Ans. According to Section 2(iv) of this act the term “Contribution” defined as:

"Contribution" means the


sum of money payable to the Corporation by the principal employer in respect of an employee
and includes any amount payable by or on behalf of the employee in accordance with the
provisions of this Act. The scheme is primarily funded by contribution raised from insured
employees and their employers in the implemented areas as a small but specified percentage of
wages payable to such employees.

The rate of contribution as of now is:-


Employees’ contribution-1.75 percent of the wages
Employers’ contribution-4.75 percent of the wages
Total-6.50 percent of the wages

It is obligatory on the part of the employer to calculate and remit ESI Contribution comprising of
employers' share 4.75% plus employees' share of 1.75% which is payable on or before 21st of
the following month, to the month to which the salary relates. If the employee is drawing upto
Rs.50/- as daily average wage, he is exempt from the payment of his share of contribution. The
employer is however to pay employer's share of 4.75% of the salary received/receivable by the
employee. The state government bears one-eighth share of expenditure on medical benefits
within per capita ceiling of Rs.1000/- per I.P. family per annum.
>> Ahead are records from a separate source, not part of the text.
//! 邮件模板系统

use agora_errors::{AppError, AppResult};
use std::collections::HashMap;
use tera::Tera;

const ACCOUNT_VERIFICATION_HTML: &str = "account_verification.html";
const ACCOUNT_VERIFICATION_TEXT: &str = "account_verification.txt";

/// 邮件模板管理器
pub struct EmailTemplate {
    tera: Tera,
}

impl EmailTemplate {
    /// 内置模板（编译期嵌入）
    pub fn builtin() -> AppResult<Self> {
        let templates = HashMap::from([
            (
                ACCOUNT_VERIFICATION_HTML.to_string(),
                include_str!("../templates/account_verification.html").to_string(),
            ),
            (
                ACCOUNT_VERIFICATION_TEXT.to_string(),
                include_str!("../templates/account_verification.txt").to_string(),
            ),
        ]);
        Self::from_strings(templates)
    }

    /// 从内存中的模板字符串创建
    pub fn from_strings(templates: HashMap<String, String>) -> AppResult<Self> {
        let mut tera = Tera::default();

        for (name, content) in templates {
            tera.add_raw_template(&name, &content).map_err(|e| {
                AppError::internal(format!("Failed to add template {}: {}", name, e))
            })?;
        }

        Ok(Self { tera })
    }

    /// 渲染模板
    pub fn render(&self, template_name: &str, context: &serde_json::Value) -> AppResult<String> {
        let context = tera::Context::from_serialize(context)
            .map_err(|e| AppError::internal(format!("Failed to create template context: {}", e)))?;

        self.tera.render(template_name, &context).map_err(|e| {
            AppError::internal(format!("Failed to render template {}: {}", template_name, e))
        })
    }

    /// 渲染账户激活邮件，返回 (HTML, 纯文本)
    pub fn render_account_verification(
        &self,
        username: &str,
        verification_link: &str,
        expires_in_hours: i64,
    ) -> AppResult<(String, String)> {
        let context = serde_json::json!({
            "username": username,
            "verification_link": verification_link,
            "expires_in_hours": expires_in_hours,
        });

        let html = self.render(ACCOUNT_VERIFICATION_HTML, &context)?;
        let text = self.render(ACCOUNT_VERIFICATION_TEXT, &context)?;

        Ok((html, text))
    }
}

#[cfg(test)]
mod tests {
    use super::*;

    #[test]
    fn test_render_from_strings() {
        let templates = HashMap::from([(
            "test.html".to_string(),
            "<h1>Hello {{ name }}!</h1>".to_string(),
        )]);

        let template = EmailTemplate::from_strings(templates).unwrap();
        let result = template
            .render("test.html", &serde_json::json!({ "name": "World" }))
            .unwrap();
        assert_eq!(result, "<h1>Hello World!</h1>");
    }

    #[test]
    fn test_render_account_verification() {
        let template = EmailTemplate::builtin().unwrap();
        let link = "http://localhost:8080/api/auth/accountVerification/abc123";

        let (html, text) = template
            .render_account_verification("alice", link, 24)
            .unwrap();

        // HTML 版本中的链接经过转义
        assert!(html.contains("Hello alice"));
        assert!(html.contains("abc123"));
        assert!(text.contains("Hello alice"));
        assert!(text.contains(link));
        assert!(text.contains("24 hours"));
    }

    #[test]
    fn test_html_escapes_username() {
        let template = EmailTemplate::builtin().unwrap();
        let (html, _) = template
            .render_account_verification("<script>", "http://localhost/x", 1)
            .unwrap();
        assert!(!html.contains("<script>"));
    }

    #[test]
    fn test_unknown_template_fails() {
        let template = EmailTemplate::builtin().unwrap();
        assert!(template.render("missing.html", &serde_json::json!({})).is_err());
    }
}
//! 会话令牌服务

use agora_errors::{AppError, AppResult};
use chrono::{DateTime, Duration, TimeZone, Utc};
use jsonwebtoken::errors::ErrorKind;
use jsonwebtoken::{Algorithm, DecodingKey, EncodingKey, Header, Validation, decode, encode};
use serde::{Deserialize, Serialize};
use thiserror::Error;
use uuid::Uuid;

const ALGORITHM: Algorithm = Algorithm::HS256;

/// JWT Claims
#[derive(Debug, Clone, Serialize, Deserialize)]
pub struct Claims {
    /// Subject (username)
    pub sub: String,
    /// Issued at
    pub iat: i64,
    /// Expiration time
    pub exp: i64,
    /// JWT ID
    pub jti: String,
    /// Issuer
    pub iss: String,
}

impl Claims {
    pub fn new(subject: &str, expires_in: Duration, issuer: &str) -> Self {
        let now = Utc::now();
        Self {
            sub: subject.to_string(),
            iat: now.timestamp(),
            exp: (now + expires_in).timestamp(),
            jti: Uuid::now_v7().to_string(),
            iss: issuer.to_string(),
        }
    }

    pub fn subject(&self) -> &str {
        &self.sub
    }

    pub fn expires_at(&self) -> DateTime<Utc> {
        Utc.timestamp_opt(self.exp, 0)
            .single()
            .unwrap_or(DateTime::<Utc>::MIN_UTC)
    }
}

/// 令牌校验失败原因
///
/// 对外统一表现为 401，区分仅用于日志。
#[derive(Debug, Clone, Copy, PartialEq, Eq, Error)]
pub enum TokenError {
    #[error("Token expired")]
    Expired,

    #[error("Invalid token signature")]
    InvalidSignature,

    #[error("Malformed token")]
    Malformed,
}

impl From<TokenError> for AppError {
    fn from(err: TokenError) -> Self {
        AppError::unauthenticated(err.to_string())
    }
}

/// 已签发的会话令牌
#[derive(Debug, Clone)]
pub struct IssuedToken {
    pub token: String,
    pub expires_at: DateTime<Utc>,
}

/// Token 服务
///
/// 无状态：有效性完全由令牌内容和服务端密钥决定。
#[derive(Clone)]
pub struct TokenService {
    encoding_key: EncodingKey,
    decoding_key: DecodingKey,
    validation: Validation,
    expires_in: Duration,
    issuer: String,
}

impl TokenService {
    pub fn new(secret: &str, expires_in: Duration, issuer: impl Into<String>) -> Self {
        let issuer = issuer.into();

        let mut validation = Validation::new(ALGORITHM);
        validation.set_issuer(&[&issuer]);
        validation.set_required_spec_claims(&["exp", "sub", "iss"]);
        validation.validate_exp = true;
        validation.validate_nbf = false;
        validation.leeway = 0; // 不允许时间偏差

        Self {
            encoding_key: EncodingKey::from_secret(secret.as_bytes()),
            decoding_key: DecodingKey::from_secret(secret.as_bytes()),
            validation,
            expires_in,
            issuer,
        }
    }

    /// 签发会话令牌
    pub fn issue(&self, subject: &str) -> AppResult<IssuedToken> {
        let claims = Claims::new(subject, self.expires_in, &self.issuer);
        let expires_at = claims.expires_at();

        let token = encode(&Header::new(ALGORITHM), &claims, &self.encoding_key)
            .map_err(|e| AppError::internal(format!("Failed to generate token: {}", e)))?;

        Ok(IssuedToken { token, expires_at })
    }

    /// 校验会话令牌
    ///
    /// 先校验签名再解析内容，因此令牌任一段内的字符被改动都会得到
    /// [`TokenError::InvalidSignature`]。
    pub fn validate(&self, token: &str) -> Result<Claims, TokenError> {
        let (message, signature) = split_token(token)?;

        let verified =
            jsonwebtoken::crypto::verify(signature, message.as_bytes(), &self.decoding_key, ALGORITHM)
                .map_err(|_| TokenError::InvalidSignature)?;
        if !verified {
            return Err(TokenError::InvalidSignature);
        }

        let token_data =
            decode::<Claims>(token, &self.decoding_key, &self.validation).map_err(|e| {
                match e.kind() {
                    ErrorKind::ExpiredSignature => TokenError::Expired,
                    ErrorKind::InvalidSignature
                    | ErrorKind::InvalidIssuer
                    | ErrorKind::InvalidAlgorithm => TokenError::InvalidSignature,
                    _ => TokenError::Malformed,
                }
            })?;

        Ok(token_data.claims)
    }
}

/// 拆分为 (`header.payload`, `signature`)，三段都必须非空
fn split_token(token: &str) -> Result<(&str, &str), TokenError> {
    let (message, signature) = token.rsplit_once('.').ok_or(TokenError::Malformed)?;
    let (header, payload) = message.split_once('.').ok_or(TokenError::Malformed)?;

    if header.is_empty() || payload.is_empty() || signature.is_empty() || payload.contains('.') {
        return Err(TokenError::Malformed);
    }

    Ok((message, signature))
}

#[cfg(test)]
mod tests {
    use super::*;
    use base64::Engine;
    use base64::engine::general_purpose::URL_SAFE_NO_PAD;

    const SECRET: &str = "test-secret-key-at-least-32-chars-long";
    const ISSUER: &str = "agora-test";

    fn service() -> TokenService {
        TokenService::new(SECRET, Duration::minutes(15), ISSUER)
    }

    #[test]
    fn test_issue_and_validate() {
        let service = service();
        let issued = service.issue("alice").unwrap();

        let claims = service.validate(&issued.token).unwrap();
        assert_eq!(claims.subject(), "alice");
        assert_eq!(claims.iss, ISSUER);
        assert!(!claims.jti.is_empty());
        assert!(claims.expires_at() > Utc::now());
        assert_eq!(claims.expires_at(), issued.expires_at);
    }

    #[test]
    fn test_expiry_uses_configured_duration() {
        let service = TokenService::new(SECRET, Duration::minutes(5), ISSUER);
        let issued = service.issue("alice").unwrap();
        let claims = service.validate(&issued.token).unwrap();
        assert_eq!(claims.exp - claims.iat, 300);
    }

    #[test]
    fn test_expired_token_rejected() {
        let service = TokenService::new(SECRET, Duration::seconds(-60), ISSUER);
        let issued = service.issue("alice").unwrap();

        assert_eq!(service.validate(&issued.token).unwrap_err(), TokenError::Expired);
    }

    #[test]
    fn test_wrong_secret_rejected() {
        let other = TokenService::new("a-completely-different-secret-value", Duration::minutes(15), ISSUER);
        let issued = other.issue("alice").unwrap();

        assert_eq!(
            service().validate(&issued.token).unwrap_err(),
            TokenError::InvalidSignature
        );
    }

    #[test]
    fn test_foreign_issuer_rejected() {
        let other = TokenService::new(SECRET, Duration::minutes(15), "someone-else");
        let issued = other.issue("alice").unwrap();

        assert_eq!(
            service().validate(&issued.token).unwrap_err(),
            TokenError::InvalidSignature
        );
    }

    #[test]
    fn test_any_single_character_change_rejected() {
        let service = service();
        let token = service.issue("alice").unwrap().token;

        for (index, original) in token.char_indices() {
            if original == '.' {
                continue;
            }
            let replacement = if original == 'A' { 'B' } else { 'A' };
            let mut tampered = token.clone();
            tampered.replace_range(index..index + 1, &replacement.to_string());

            assert_eq!(
                service.validate(&tampered).unwrap_err(),
                TokenError::InvalidSignature,
                "tampering at byte {} was not detected",
                index
            );
        }
    }

    #[test]
    fn test_malformed_tokens_rejected() {
        let service = service();
        for token in ["", "not-a-token", "a.b", "a..c", ".b.c", "a.b.", "a.b.c.d"] {
            assert_eq!(
                service.validate(token).unwrap_err(),
                TokenError::Malformed,
                "{:?} should be malformed",
                token
            );
        }
    }

    #[test]
    fn test_signed_garbage_payload_is_malformed() {
        let header = URL_SAFE_NO_PAD.encode(br#"{"alg":"HS256","typ":"JWT"}"#);
        let payload = URL_SAFE_NO_PAD.encode(b"definitely not json");
        let message = format!("{}.{}", header, payload);
        let signature = jsonwebtoken::crypto::sign(
            message.as_bytes(),
            &EncodingKey::from_secret(SECRET.as_bytes()),
            ALGORITHM,
        )
        .unwrap();

        let token = format!("{}.{}", message, signature);
        assert_eq!(service().validate(&token).unwrap_err(), TokenError::Malformed);
    }

    #[test]
    fn test_token_error_maps_to_unauthenticated() {
        for err in [TokenError::Expired, TokenError::InvalidSignature, TokenError::Malformed] {
            let app_error: AppError = err.into();
            assert_eq!(app_error.status_code(), 401);
        }
    }
}
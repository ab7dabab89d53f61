//! 认证服务
//!
//! 编排注册、账户激活、登录与会话校验。

use std::sync::Arc;

use agora_auth_core::{HashedPassword, PasswordHasher, TokenService};
use agora_errors::{AppError, AppResult};
use chrono::{Duration, Utc};
use metrics::counter;
use tracing::{debug, info, warn};

use crate::application::{AuthenticatedUser, LoginResult};
use crate::domain::notification::{Notifier, VerificationNotice};
use crate::domain::repositories::UserRepository;
use crate::domain::unit_of_work::UnitOfWorkFactory;
use crate::domain::user::{User, VerificationToken};
use crate::domain::value_objects::{Email, PASSWORD_MAX_LEN, Username, validate_password};

/// 未知用户登录时参与校验的口令，只用于让耗时与真实用户一致
const TIMING_DUMMY_PASSWORD: &str = "agora-timing-equalizer";

/// 登录失败统一返回的错误，不区分原因
fn invalid_credentials() -> AppError {
    AppError::unauthenticated("Invalid credentials")
}

/// 指标 outcome 标签
fn outcome<T>(result: &AppResult<T>) -> &'static str {
    match result {
        Ok(_) => "success",
        Err(AppError::Validation(_)) => "invalid",
        Err(AppError::Conflict(_)) => "conflict",
        Err(AppError::NotFound(_)) => "not_found",
        Err(AppError::Unauthenticated(_)) => "unauthenticated",
        Err(AppError::Delivery(_)) => "delivery_failed",
        Err(_) => "error",
    }
}

/// 认证服务依赖，在进程启动时装配一次
pub struct AuthDependencies {
    /// 事务外的只读查询
    pub users: Arc<dyn UserRepository>,
    pub uow_factory: Arc<dyn UnitOfWorkFactory>,
    pub hasher: Arc<dyn PasswordHasher>,
    pub token_service: TokenService,
    pub notifier: Arc<dyn Notifier>,
}

/// 认证服务
pub struct AuthService {
    users: Arc<dyn UserRepository>,
    uow_factory: Arc<dyn UnitOfWorkFactory>,
    hasher: Arc<dyn PasswordHasher>,
    token_service: TokenService,
    notifier: Arc<dyn Notifier>,
    verification_ttl: Duration,
    dummy_hash: HashedPassword,
}

impl AuthService {
    pub fn new(deps: AuthDependencies, verification_ttl: Duration) -> AppResult<Self> {
        let dummy_hash = deps.hasher.hash(TIMING_DUMMY_PASSWORD)?;

        Ok(Self {
            users: deps.users,
            uow_factory: deps.uow_factory,
            hasher: deps.hasher,
            token_service: deps.token_service,
            notifier: deps.notifier,
            verification_ttl,
            dummy_hash,
        })
    }

    /// 注册
    ///
    /// 用户与激活令牌在同一工作单元中提交，之后才把激活通知交给后台发送。
    /// 通知无法受理时返回 `AppError::Delivery`，此时账户已经创建。
    pub async fn signup(&self, username: &str, email: &str, password: &str) -> AppResult<()> {
        debug!(username = %username, "Signup requested");

        let result = self.register(username, email, password).await;
        counter!("auth_signup_total", "outcome" => outcome(&result)).increment(1);
        result
    }

    async fn register(&self, username: &str, email: &str, password: &str) -> AppResult<()> {
        let username = Username::new(username)?;
        let email = Email::new(email)?;
        validate_password(password)?;

        let password_hash = self.hash_password(password).await?;
        let user = User::new(username, email, password_hash);
        let token = VerificationToken::issue(user.id.clone(), self.verification_ttl);

        let uow = self.uow_factory.begin().await?;
        uow.users().save(&user).await.inspect_err(|e| {
            warn!(username = %user.username, error = %e, "Signup rejected");
        })?;
        uow.verification_tokens().save(&token).await?;
        uow.commit().await?;

        info!(user_id = %user.id, username = %user.username, "User registered");

        self.send_verification(&user, &token)
    }

    /// 激活账户
    ///
    /// 查找、消费令牌与启用账户在同一工作单元中完成。令牌已使用返回 Conflict，
    /// 未知或已过期返回 NotFound，两种情况都不修改任何状态。
    pub async fn verify_account(&self, token: &str) -> AppResult<()> {
        let result = self.consume_verification(token).await;
        counter!("auth_verify_total", "outcome" => outcome(&result)).increment(1);
        result
    }

    async fn consume_verification(&self, token: &str) -> AppResult<()> {
        let now = Utc::now();
        let uow = self.uow_factory.begin().await?;

        let record = uow
            .verification_tokens()
            .find_by_token(token)
            .await?
            .ok_or_else(|| {
                warn!("Verification with unknown token");
                AppError::not_found("invalid token")
            })?;

        if record.is_consumed() {
            warn!(user_id = %record.user_id, "Verification token reused");
            return Err(AppError::conflict("token already used"));
        }

        if record.is_expired(now) {
            warn!(user_id = %record.user_id, expires_at = %record.expires_at, "Verification token expired");
            return Err(AppError::not_found("token expired"));
        }

        let mut user = uow
            .users()
            .find_by_id(&record.user_id)
            .await?
            .ok_or_else(|| AppError::not_found("user not found"))?;

        // 并发消费同一令牌时只有一个能成功
        if !uow.verification_tokens().mark_consumed(token, now).await? {
            warn!(user_id = %user.id, "Verification token consumed concurrently");
            return Err(AppError::conflict("token already used"));
        }

        if user.enable(now) {
            uow.users().update(&user).await?;
        }
        uow.commit().await?;

        info!(user_id = %user.id, username = %user.username, "Account enabled");
        Ok(())
    }

    /// 登录
    ///
    /// 用户不存在、未启用、口令错误统一返回 `Invalid credentials`。
    pub async fn login(&self, username: &str, password: &str) -> AppResult<LoginResult> {
        let result = self.authenticate_credentials(username, password).await;
        counter!("auth_login_total", "outcome" => outcome(&result)).increment(1);
        result
    }

    async fn authenticate_credentials(
        &self,
        username: &str,
        password: &str,
    ) -> AppResult<LoginResult> {
        if password.chars().count() > PASSWORD_MAX_LEN {
            warn!(username = %username, reason = "password_too_long", "Login rejected");
            return Err(invalid_credentials());
        }

        let candidate = match Username::new(username) {
            Ok(username) => self.users.find_by_username(&username).await?,
            Err(_) => None,
        };

        let hash = candidate
            .as_ref()
            .map(|u| u.password_hash.clone())
            .unwrap_or_else(|| self.dummy_hash.clone());
        let password_matches = self.verify_password(password, hash).await?;

        let user = match candidate {
            Some(user) if password_matches && user.is_enabled() => user,
            Some(user) => {
                let reason = if password_matches { "disabled" } else { "bad_password" };
                warn!(user_id = %user.id, reason, "Login rejected");
                return Err(invalid_credentials());
            }
            None => {
                warn!(username = %username, reason = "unknown_user", "Login rejected");
                return Err(invalid_credentials());
            }
        };

        let issued = self.token_service.issue(user.username.as_str())?;

        info!(user_id = %user.id, username = %user.username, "User logged in");

        Ok(LoginResult {
            authentication_token: issued.token,
            username: user.username.to_string(),
            expires_at: issued.expires_at,
        })
    }

    /// 重新发送激活邮件
    ///
    /// 邮箱未注册或账户已启用时静默成功。旧的未使用令牌随之作废。
    pub async fn resend_verification(&self, email: &str) -> AppResult<()> {
        let email = Email::new(email)?;

        let Some(user) = self.users.find_by_email(&email).await? else {
            debug!("Resend requested for unknown email");
            return Ok(());
        };

        if user.is_enabled() {
            debug!(user_id = %user.id, "Resend requested for enabled account");
            return Ok(());
        }

        let token = VerificationToken::issue(user.id.clone(), self.verification_ttl);

        let uow = self.uow_factory.begin().await?;
        let revoked = uow
            .verification_tokens()
            .delete_unconsumed_for_user(&user.id)
            .await?;
        uow.verification_tokens().save(&token).await?;
        uow.commit().await?;

        info!(user_id = %user.id, revoked, "Verification token reissued");

        self.send_verification(&user, &token)
    }

    /// 校验会话令牌，得到调用方身份
    pub fn authenticate(&self, token: &str) -> AppResult<AuthenticatedUser> {
        let claims = self.token_service.validate(token).map_err(|e| {
            debug!(reason = %e, "Session token rejected");
            AppError::from(e)
        })?;

        Ok(AuthenticatedUser {
            session_expires_at: claims.expires_at(),
            username: claims.sub,
        })
    }

    fn send_verification(&self, user: &User, token: &VerificationToken) -> AppResult<()> {
        self.notifier
            .notify(VerificationNotice {
                username: user.username.to_string(),
                email: user.email.to_string(),
                token: token.token.clone(),
                expires_at: token.expires_at,
            })
            .inspect_err(|e| {
                warn!(user_id = %user.id, error = %e, "Verification notice not accepted");
            })
    }

    async fn hash_password(&self, password: &str) -> AppResult<HashedPassword> {
        let hasher = self.hasher.clone();
        let password = password.to_owned();

        tokio::task::spawn_blocking(move || hasher.hash(&password))
            .await
            .map_err(|e| AppError::internal(format!("Password hashing task failed: {}", e)))?
    }

    async fn verify_password(&self, password: &str, hash: HashedPassword) -> AppResult<bool> {
        let hasher = self.hasher.clone();
        let password = password.to_owned();

        tokio::task::spawn_blocking(move || hasher.verify(&password, &hash))
            .await
            .map_err(|e| AppError::internal(format!("Password verification task failed: {}", e)))
    }
}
Contribution period and benefit period


There are two contribution periods each of six months duration and two corresponding benefit
periods also of six months duration as in under.

Contribution period Corresponding Cash Benefit period


1st April to 30th Sept. 1st January to 30th June of the following year.
1st Oct. to 31st March 1st July to 31st December of the year following

Method of payment of contributions (section 43)

The manner for payments which the Act provides regulations for, has been elaborated in the
following conditions:

 The nature and time of contribution being paid.


 Payment which involves the usage of stamps or other adhesives fixed upon the books of
accounts, or any other documents.
 The evidence of the contributions, which reaches the Corporation, is to be dated.
 The different entries in the books of accounts along with the details of the insured
persons.
 The replacement of documents which have been lost, destroyed or defaced.